▸ ABOUT THIS EXERCISE
Exercise in exact copying. Transcribe every entry that follows, word for word.

------ MATERIAL FOR THE TASK

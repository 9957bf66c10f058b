//! Turns a cron-spawned trigger into a crawl.
//!
//! The trigger's name doubles as the crawl id. The first sync creates the
//! crawl record and attaches a CrawlJob; later syncs pass the attachment
//! through until the crawl finishes, then mark the trigger complete.

use anyhow::Result;
use chrono::{DateTime, Duration, Utc};
use serde::Serialize;
use serde_json::Value;
use std::collections::BTreeMap;
use tracing::{info, warn};

use super::models::{TriggerSyncRequest, TriggerSyncResponse, CRAWL_CONFIG_LABEL};
use crate::common::utils::{dt_now, to_k8s_date};
use crate::common::{CrawlConfigId, OperatorError};
use crate::domains::crawl_jobs::models::{
    CrawlConfig, CrawlJobSpec, ObjectMeta, Organization, User, CRAWL_JOB,
};
use crate::domains::crawl_jobs::reconciler::crawl_job_name;
use crate::kernel::OperatorDeps;

#[derive(Serialize)]
#[serde(rename_all = "camelCase")]
struct CrawlJobDescriptor {
    api_version: &'static str,
    kind: &'static str,
    metadata: ObjectMeta,
    spec: CrawlJobSpec,
    #[serde(skip_serializing_if = "Option::is_none")]
    status: Option<Value>,
}

/// Describe the CrawlJob for a scheduled run of `config`.
pub fn new_crawl_job(
    crawl_id: &str,
    config: &CrawlConfig,
    org: &Organization,
    ttl_seconds: i64,
    now: DateTime<Utc>,
) -> Result<Value> {
    let labels = BTreeMap::from([
        ("crawl".to_string(), crawl_id.to_string()),
        ("role".to_string(), "job".to_string()),
        ("oid".to_string(), config.oid.to_string()),
        ("btrix.crawlconfig".to_string(), config.id.to_string()),
        ("btrix.userid".to_string(), config.last_modified_by.to_string()),
    ]);

    let expire_time =
        (config.crawl_timeout > 0).then(|| to_k8s_date(now + Duration::seconds(config.crawl_timeout)));

    let descriptor = CrawlJobDescriptor {
        api_version: "btrix.cloud/v1",
        kind: "CrawlJob",
        metadata: ObjectMeta {
            name: crawl_job_name(crawl_id),
            labels,
            ..Default::default()
        },
        spec: CrawlJobSpec {
            id: crawl_id.to_string(),
            cid: config.id.to_string(),
            oid: config.oid.to_string(),
            userid: config.last_modified_by.to_string(),
            scale: Some(u32::try_from(config.scale).unwrap_or(1).max(1)),
            expire_time,
            ttl_seconds_after_finished: Some(ttl_seconds),
            manual: false,
            storage_name: Some(org.storage_name.clone()),
            crawler_channel: Some(
                config
                    .crawler_channel
                    .clone()
                    .unwrap_or_else(|| "default".to_string()),
            ),
            max_crawl_size: u64::try_from(config.max_crawl_size).ok().filter(|s| *s > 0),
            profile_filename: config.profile_filename.clone(),
            ..Default::default()
        },
        status: None,
    };

    Ok(serde_json::to_value(descriptor)?)
}

/// Everything needed to start a scheduled crawl, or `None` when the run
/// should be skipped.
async fn load_schedule(
    deps: &OperatorDeps,
    cid: CrawlConfigId,
) -> Result<Option<(CrawlConfig, Organization, User)>> {
    let Some(config) = deps.metadata.get_crawl_config(cid).await? else {
        warn!(cid = %cid, "no crawl config, skipping scheduled crawl");
        return Ok(None);
    };

    let Some(org) = deps.metadata.get_org(config.oid).await? else {
        warn!(cid = %cid, oid = %config.oid, "no org, skipping scheduled crawl");
        return Ok(None);
    };

    if org.read_only {
        info!(cid = %cid, oid = %org.id, "org is read-only, skipping scheduled crawl");
        return Ok(None);
    }

    let Some(user) = deps.metadata.get_user(config.last_modified_by).await? else {
        warn!(cid = %cid, userid = %config.last_modified_by, "no user, skipping scheduled crawl");
        return Ok(None);
    };

    Ok(Some((config, org, user)))
}

/// Handle a decorator `sync` call for a cron trigger.
pub async fn sync_scheduled_trigger(
    deps: &OperatorDeps,
    request: TriggerSyncRequest,
) -> Result<TriggerSyncResponse, OperatorError> {
    let TriggerSyncRequest {
        object,
        attachments,
    } = request;
    let metadata = object.metadata;
    let crawl_id = metadata.name.clone();
    if crawl_id.is_empty() {
        return Err(OperatorError::MissingField("metadata.name"));
    }

    let existing: Vec<Value> = attachments
        .of_kind(CRAWL_JOB)
        .map(|(_, job)| job.clone())
        .collect();

    let record = match deps.metadata.get_crawl_state(&crawl_id).await {
        Ok(record) => record,
        Err(e) => {
            warn!(crawl_id = %crawl_id, error = %e, "cannot read crawl, will retry");
            return Ok(TriggerSyncResponse::attach(existing));
        }
    };

    if let Some(finished) = record.as_ref().and_then(|r| r.finished) {
        let completion = object.status.succeeded == 0;
        if completion {
            info!(crawl_id = %crawl_id, finished = %finished, "scheduled crawl complete");
        }
        return Ok(TriggerSyncResponse::finished(
            &metadata,
            to_k8s_date(finished),
            completion,
        ));
    }

    let job_name = crawl_job_name(&crawl_id);
    if attachments.contains(CRAWL_JOB, &job_name) {
        return Ok(TriggerSyncResponse::attach(existing));
    }

    let cid = metadata
        .labels
        .get(CRAWL_CONFIG_LABEL)
        .and_then(|cid| CrawlConfigId::parse(cid).ok());
    let Some(cid) = cid else {
        warn!(crawl_id = %crawl_id, "trigger has no crawl config label, skipping");
        return Ok(TriggerSyncResponse::finished(&metadata, to_k8s_date(dt_now()), true));
    };

    let (config, org, user) = match load_schedule(deps, cid).await {
        Ok(Some(loaded)) => loaded,
        Ok(None) => {
            return Ok(TriggerSyncResponse::finished(
                &metadata,
                to_k8s_date(dt_now()),
                true,
            ))
        }
        Err(e) => {
            warn!(crawl_id = %crawl_id, error = %e, "cannot load schedule, will retry");
            return Ok(TriggerSyncResponse::attach(existing));
        }
    };

    // Only the first sync creates the record; later ones re-attach the job
    if record.is_none() {
        match deps
            .crawl_creator
            .add_new_crawl(&crawl_id, &config, &user, false)
            .await
        {
            Ok(true) => info!(crawl_id = %crawl_id, cid = %cid, "scheduled crawl created"),
            Ok(false) => info!(crawl_id = %crawl_id, "scheduled crawl already recorded"),
            Err(e) => {
                warn!(crawl_id = %crawl_id, error = %e, "cannot create scheduled crawl, will retry");
                return Ok(TriggerSyncResponse::attach(existing));
            }
        }
    }

    let mut job = new_crawl_job(
        &crawl_id,
        &config,
        &org,
        deps.params.default_ttl_secs,
        dt_now(),
    )?;

    // A job for this crawl may have raced into existence under another name
    let raced_status = existing
        .iter()
        .find(|job| job.pointer("/spec/id").and_then(Value::as_str) == Some(crawl_id.as_str()))
        .and_then(|job| job.get("status"))
        .cloned();
    if let (Some(status), Some(object)) = (raced_status, job.as_object_mut()) {
        object.insert("status".to_string(), status);
    }

    Ok(TriggerSyncResponse::attach(vec![job]))
}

------------

▸ ANSWER AREA
repository 9957bf66c10f058b
//! Turns a cron-spawned trigger into a crawl.
//!
//! The trigger's name doubles as the crawl id. The first sync creates the
//! crawl record and attaches a CrawlJob; later syncs pass the attachment
//! through until the crawl finishes, then mark the trigger complete.

use anyhow::Result;
use chrono::{DateTime, Duration, Utc};
use serde::Serialize;
use serde_json::Value;
use std::collections::BTreeMap;
use tracing::{info, warn};

use super::models::{TriggerSyncRequest, TriggerSyncResponse, CRAWL_CONFIG_LABEL};
use crate::common::utils::{dt_now, to_k8s_date};
use crate::common::{CrawlConfigId, OperatorError};
use crate::domains::crawl_jobs::models::{
    CrawlConfig, CrawlJobSpec, ObjectMeta, Organization, User, CRAWL_JOB,
};
use crate::domains::crawl_jobs::reconciler::crawl_job_name;
use crate::kernel::OperatorDeps;

#[derive(Serialize)]
#[serde(rename_all = "camelCase")]
struct CrawlJobDescriptor {
    api_version: &'static str,
    kind: &'static str,
    metadata: ObjectMeta,
    spec: CrawlJobSpec,
    #[serde(skip_serializing_if = "Option::is_none")]
    status: Option<Value>,
}

/// Describe the CrawlJob for a scheduled run of `config`.
pub fn new_crawl_job(
    crawl_id: &str,
    config: &CrawlConfig,
    org: &Organization,
    ttl_seconds: i64,
    now: DateTime<Utc>,
) -> Result<Value> {
    let labels = BTreeMap::from([
        ("crawl".to_string(), crawl_id.to_string()),
        ("role".to_string(), "job".to_string()),
        ("oid".to_string(), config.oid.to_string()),
        ("btrix.crawlconfig".to_string(), config.id.to_string()),
        ("btrix.userid".to_string(), config.last_modified_by.to_string()),
    ]);

    let expire_time =
        (config.crawl_timeout > 0).then(|| to_k8s_date(now + Duration::seconds(config.crawl_timeout)));

    let descriptor = CrawlJobDescriptor {
        api_version: "btrix.cloud/v1",
        kind: "CrawlJob",
        metadata: ObjectMeta {
            name: crawl_job_name(crawl_id),
            labels,
            ..Default::default()
        },
        spec: CrawlJobSpec {
            id: crawl_id.to_string(),
            cid: config.id.to_string(),
            oid: config.oid.to_string(),
            userid: config.last_modified_by.to_string(),
            scale: Some(u32::try_from(config.scale).unwrap_or(1).max(1)),
            expire_time,
            ttl_seconds_after_finished: Some(ttl_seconds),
            manual: false,
            storage_name: Some(org.storage_name.clone()),
            crawler_channel: Some(
                config
                    .crawler_channel
                    .clone()
                    .unwrap_or_else(|| "default".to_string()),
            ),
            max_crawl_size: u64::try_from(config.max_crawl_size).ok().filter(|s| *s > 0),
            profile_filename: config.profile_filename.clone(),
            ..Default::default()
        },
        status: None,
    };

    Ok(serde_json::to_value(descriptor)?)
}

/// Everything needed to start a scheduled crawl, or `None` when the run
/// should be skipped.
async fn load_schedule(
    deps: &OperatorDeps,
    cid: CrawlConfigId,
) -> Result<Option<(CrawlConfig, Organization, User)>> {
    let Some(config) = deps.metadata.get_crawl_config(cid).await? else {
        warn!(cid = %cid, "no crawl config, skipping scheduled crawl");
        return Ok(None);
    };

    let Some(org) = deps.metadata.get_org(config.oid).await? else {
        warn!(cid = %cid, oid = %config.oid, "no org, skipping scheduled crawl");
        return Ok(None);
    };

    if org.read_only {
        info!(cid = %cid, oid = %org.id, "org is read-only, skipping scheduled crawl");
        return Ok(None);
    }

    let Some(user) = deps.metadata.get_user(config.last_modified_by).await? else {
        warn!(cid = %cid, userid = %config.last_modified_by, "no user, skipping scheduled crawl");
        return Ok(None);
    };

    Ok(Some((config, org, user)))
}

/// Handle a decorator `sync` call for a cron trigger.
pub async fn sync_scheduled_trigger(
    deps: &OperatorDeps,
    request: TriggerSyncRequest,
) -> Result<TriggerSyncResponse, OperatorError> {
    let TriggerSyncRequest {
        object,
        attachments,
    } = request;
    let metadata = object.metadata;
    let crawl_id = metadata.name.clone();
    if crawl_id.is_empty() {
        return Err(OperatorError::MissingField("metadata.name"));
    }

    let existing: Vec<Value> = attachments
        .of_kind(CRAWL_JOB)
        .map(|(_, job)| job.clone())
        .collect();

    let record = match deps.metadata.get_crawl_state(&crawl_id).await {
        Ok(record) => record,
        Err(e) => {
            warn!(crawl_id = %crawl_id, error = %e, "cannot read crawl, will retry");
            return Ok(TriggerSyncResponse::attach(existing));
        }
    };

    if let Some(finished) = record.as_ref().and_then(|r| r.finished) {
        let completion = object.status.succeeded == 0;
        if completion {
            info!(crawl_id = %crawl_id, finished = %finished, "scheduled crawl complete");
        }
        return Ok(TriggerSyncResponse::finished(
            &metadata,
            to_k8s_date(finished),
            completion,
        ));
    }

    let job_name = crawl_job_name(&crawl_id);
    if attachments.contains(CRAWL_JOB, &job_name) {
        return Ok(TriggerSyncResponse::attach(existing));
    }

    let cid = metadata
        .labels
        .get(CRAWL_CONFIG_LABEL)
        .and_then(|cid| CrawlConfigId::parse(cid).ok());
    let Some(cid) = cid else {
        warn!(crawl_id = %crawl_id, "trigger has no crawl config label, skipping");
        return Ok(TriggerSyncResponse::finished(&metadata, to_k8s_date(dt_now()), true));
    };

    let (config, org, user) = match load_schedule(deps, cid).await {
        Ok(Some(loaded)) => loaded,
        Ok(None) => {
            return Ok(TriggerSyncResponse::finished(
                &metadata,
                to_k8s_date(dt_now()),
                true,
            ))
        }
        Err(e) => {
            warn!(crawl_id = %crawl_id, error = %e, "cannot load schedule, will retry");
            return Ok(TriggerSyncResponse::attach(existing));
        }
    };

    // Only the first sync creates the record; later ones re-attach the job
    if record.is_none() {
        match deps
            .crawl_creator
            .add_new_crawl(&crawl_id, &config, &user, false)
            .await
        {
            Ok(true) => info!(crawl_id = %crawl_id, cid = %cid, "scheduled crawl created"),
            Ok(false) => info!(crawl_id = %crawl_id, "scheduled crawl already recorded"),
            Err(e) => {
                warn!(crawl_id = %crawl_id, error = %e, "cannot create scheduled crawl, will retry");
                return Ok(TriggerSyncResponse::attach(existing));
            }
        }
    }

    let mut job = new_crawl_job(
        &crawl_id,
        &config,
        &org,
        deps.params.default_ttl_secs,
        dt_now(),
    )?;

    // A job for this crawl may have raced into existence under another name
    let raced_status = existing
        .iter()
        .find(|job| job.pointer("/spec/id").and_then(Value::as_str) == Some(crawl_id.as_str()))
        .and_then(|job| job.get("status"))
        .cloned();
    if let (Some(status), Some(object)) = (raced_status, job.as_object_mut()) {
        object.insert("status".to_string(), status);
    }

    Ok(TriggerSyncResponse::attach(vec![job]))
}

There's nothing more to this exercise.